VO’S TRANSFORMATIVE ENERGIES erstreckten sich über die Grundstücksgrenzen hinaus, und während Balp und sein Team an der Renovierung arbeiteten, suchte der Künstler nach Menschen aus der Umgebung, um dabei zu helfen, Güldenhof neu zu erfinden: wie Falko Martens, ein Ingenieur und Handwerker, der maßgefertigte Holzöfen herstellt Lehmöfen; oder der Schreiner Fred Fischer, der heute in einer der alten Scheunen eine Schreinerei betreibt und einen Großteil der Möbel des Bauernhauses herstellt, darunter auch die aus Sperrholz gefertigten Betten. Vo nennt sein Talent, solche Mitarbeiter zu finden, „Glück“, aber Tiravanija sagt, dass es eine von Vos großen Fähigkeiten ist, Menschen zusammenzubringen. Tatsächlich ist Güldenhof immer voller Menschen, die Vo in seine Welt gebracht hat. An einem bestimmten Tag können zwischen vier und zwölf Besucher anwesend sein, wie Claus Meyer, einer der Schöpfer des dänischen Manifests Neue Nordische Küche, und der mit einem Michelin-Stern ausgezeichnete Küchenchef Dalad Kambhu, die über Fischsauce und Fermentation diskutieren. Oder Yang, der Zeit auf der Farm verbrachte und mit Tiravanija lernte, wie man Keramik herstellt. Oder eine Gruppe, zu der Luise Faurschou, die Gründerin einer in Kopenhagen ansässigen gemeinnützigen Organisation namens Art 2030, und der Berliner Gastronom Oliver Prestele gehören, die bei der Kohlernte von der benachbarten Farm von Vos Freunden Lena Buss und Philipp Adler helfen. „Ich baue nicht mehr viel Gemüse an, weil ich lieber Lena und Philipp unterstützen würde“, sagt Vo. Die größte Veranstaltung findet zur Sommersonnenwende statt, eine zweitägige Party, die mehr als hundert Menschen anzieht.

Vos wichtigste Mitarbeiterin am Güldenhof dürfte aber Christine Schulz sein, die von Berlin nach Brandenburg gezogen ist, um sich dem Gärtnern und der Imkerei zu widmen. („Sie wird Marienkäfer von Hand von einer Seite des Gartens auf die andere bewegen“, sagt Vo.) Sie half dabei, eine der Scheunen mit einem durchsichtigen Polycarbonatdach in eine Art künstlerisches Gewächshaus zu verwandeln, in dem Becher und Untersetzerranken mit fliederfarbenen Blüten wachsen über hölzernen Deckenbalken und bilden organische Innenwände. Im Sommer werden diese „Räume“ manchmal von Gastkünstlern als Ateliers genutzt.

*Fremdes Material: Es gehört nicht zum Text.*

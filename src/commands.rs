use crate::{OutputMode, emit_success};
use anyhow::Context;
use owo_colors::OwoColorize;
use std::path::{Path, PathBuf};
use std::time::Instant;
use tabled::{Table, Tabled, settings::Style};
use tree_sitter::{Language, Query};
use tree_sitter_sea::batch::{self, BatchReport};
use tree_sitter_sea::ui::{self, Icons, dim, header, info, section, stats_table, success, theme};
use tree_sitter_sea::{
    HIGHLIGHTS_QUERY, LOAD_ERROR_MESSAGE, LoadedGrammar, Outline, SeaConfig, SeaParser, TAGS_QUERY,
    load_language, load_language_from_library,
};

/// The grammar a command runs with
enum Grammar {
    Builtin(Language),
    Library(LoadedGrammar),
}

impl Grammar {
    fn resolve(config: &SeaConfig, library: Option<PathBuf>) -> anyhow::Result<Self> {
        let grammar = match library.or_else(|| config.library.clone()) {
            Some(path) => Grammar::Library(load_language_from_library(&path)?),
            None => Grammar::Builtin(load_language()?),
        };
        Ok(grammar)
    }

    fn language(&self) -> &Language {
        match self {
            Grammar::Builtin(language) => language,
            Grammar::Library(loaded) => loaded.language(),
        }
    }

    fn source(&self) -> String {
        match self {
            Grammar::Builtin(_) => "built-in".to_string(),
            Grammar::Library(loaded) => loaded.path().display().to_string(),
        }
    }
}

pub fn run_check(output_mode: OutputMode, config: &SeaConfig, library: Option<PathBuf>) -> anyhow::Result<()> {
    let grammar = Grammar::resolve(config, library).context(LOAD_ERROR_MESSAGE)?;
    let language = grammar.language();

    Query::new(language, HIGHLIGHTS_QUERY).context("highlights query does not match the grammar")?;
    Query::new(language, TAGS_QUERY).context("tags query does not match the grammar")?;

    if output_mode.is_human() {
        header("Sea grammar");
        info("Source", &grammar.source());
        info("ABI version", &language.version().to_string());
        info("Node kinds", &language.node_kind_count().to_string());
        info("Fields", &language.field_count().to_string());
        success("Sea grammar loaded");
    } else {
        let data = serde_json::json!({
            "source": grammar.source(),
            "abi_version": language.version(),
            "node_kinds": language.node_kind_count(),
            "fields": language.field_count(),
        });
        emit_success(output_mode, "check", data)?;
    }
    Ok(())
}

pub fn run_parse(
    output_mode: OutputMode,
    config: &SeaConfig,
    paths: &[PathBuf],
    sexp: bool,
    library: Option<PathBuf>,
) -> anyhow::Result<()> {
    let grammar = Grammar::resolve(config, library).context(LOAD_ERROR_MESSAGE)?;
    let files = batch::discover(paths, config);
    if files.is_empty() {
        anyhow::bail!("no Sea files found (extensions: {})", config.extensions.join(", "));
    }

    let started = Instant::now();
    let report = if output_mode.is_human() {
        header(&format!("Parsing {} files", files.len()));
        let progress = ui::ParseProgress::new(files.len());
        let report = batch::parse_files(files, grammar.language(), config, sexp, |msg| progress.observe(msg))?;
        progress.finish_with_summary(started.elapsed(), report.files.len(), report.error_count());
        print_parse_report(&report);
        report
    } else {
        let report = batch::parse_files(files, grammar.language(), config, sexp, |_| {})?;
        emit_success(output_mode, "parse", serde_json::to_value(&report)?)?;
        report
    };

    if !report.is_clean() {
        anyhow::bail!(
            "{} of {} files have syntax errors, {} could not be read",
            report.files_with_errors(),
            report.files.len() + report.failures.len(),
            report.failures.len()
        );
    }
    Ok(())
}

fn print_parse_report(report: &BatchReport) {
    for file in &report.files {
        if !file.is_clean() {
            println!(
                "{} {}",
                Icons::CROSS.style(theme().error.clone()),
                file.path.display().style(theme().path.clone())
            );
            for diagnostic in &file.diagnostics {
                println!("  {}", theme().diagnostic(diagnostic));
            }
        }
        if let Some(tree) = &file.sexp {
            section(&format!(" {} ", file.path.display()));
            println!("{}", tree);
        }
    }

    for (path, reason) in &report.failures {
        ui::warn(&format!("{}: {}", path.display(), reason));
    }

    section(" Summary ");
    println!(
        "{}",
        stats_table(&[
            ("Files", report.files.len().to_string()),
            ("Clean", (report.files.len() - report.files_with_errors()).to_string()),
            ("With errors", report.files_with_errors().to_string()),
            ("Syntax errors", report.error_count().to_string()),
            ("Unreadable", report.failures.len().to_string()),
        ])
    );
}

#[derive(Tabled)]
struct OutlineRow {
    #[tabled(rename = "Kind")]
    kind: String,
    #[tabled(rename = "Name")]
    name: String,
    #[tabled(rename = "Lines")]
    lines: String,
    #[tabled(rename = "Signature")]
    signature: String,
}

pub fn run_outline(output_mode: OutputMode, config: &SeaConfig, file: &Path) -> anyhow::Result<()> {
    let grammar = Grammar::resolve(config, None).context(LOAD_ERROR_MESSAGE)?;
    let source = std::fs::read_to_string(file).with_context(|| format!("failed to read {}", file.display()))?;

    let mut parser = SeaParser::with_language(grammar.language().clone())?;
    let parsed = parser.parse(source)?;
    let symbols = Outline::for_language(grammar.language())?.extract(&parsed);

    if !output_mode.is_human() {
        let data = serde_json::json!({
            "file": file.display().to_string(),
            "symbols": symbols,
            "diagnostics": parsed.diagnostics(),
        });
        return emit_success(output_mode, "outline", data);
    }

    header(&format!("{} {}", Icons::TREE, file.display()));
    if parsed.has_errors() {
        ui::warn(&format!("{} syntax errors, outline may be incomplete", parsed.diagnostics().len()));
    }
    if symbols.is_empty() {
        println!("{}", dim("No definitions found."));
        return Ok(());
    }

    let rows: Vec<OutlineRow> = symbols
        .iter()
        .map(|s| OutlineRow {
            kind: s.kind.to_string(),
            name: s.name.clone(),
            lines: format!("{}-{}", s.line_start, s.line_end),
            signature: s.signature.clone().unwrap_or_default(),
        })
        .collect();
    println!("{}", Table::new(rows).with(Style::rounded()));
    Ok(())
}

pub fn run_init(path: &Path, force: bool) -> anyhow::Result<()> {
    tree_sitter_sea::config::write_config(path, &SeaConfig::default(), force)?;
    success(&format!("{} Wrote {}", Icons::WRENCH, path.display()));
    Ok(())
}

Vos eigenes Werk scheint zunehmend in die Landschaft Güldenhofs eingebunden. Für eine Einzelausstellung 2020 in der Londoner Galerie White Cube installierte er Gräser und Salbei, die aus Kübeln wachsen, die von Wachstumslichtern beleuchtet werden, und er plant derzeit eine weitere Ausstellung, in der er einen Garten und einen Blumenladen einrichten wird. „Irgendwann komme ich vielleicht an den Punkt, dass ich sage, wenn ein Sammler ein Werk von mir kaufen möchte, ‚Stattdessen einen Garten anlegen’“, sagt er.

Güldenhof hat Vo auch daran erinnert, dass manchmal die beste Inspiration gefunden werden kann, wenn alles brach scheint. „Zum ersten Mal lege ich Wert darauf, vor der Wintersonnenwende hierher zurückzukehren“, sagt er. „Es hat mich angezogen, zu lernen, wie ich mich an die Dunkelheit und Kälte anpassen kann. Ich liebe es plötzlich, am dunkelsten Tag des Jahres hier zu sein.“ Vor allem, wenn man ihn mit ein paar Freunden am Herd verbringen kann.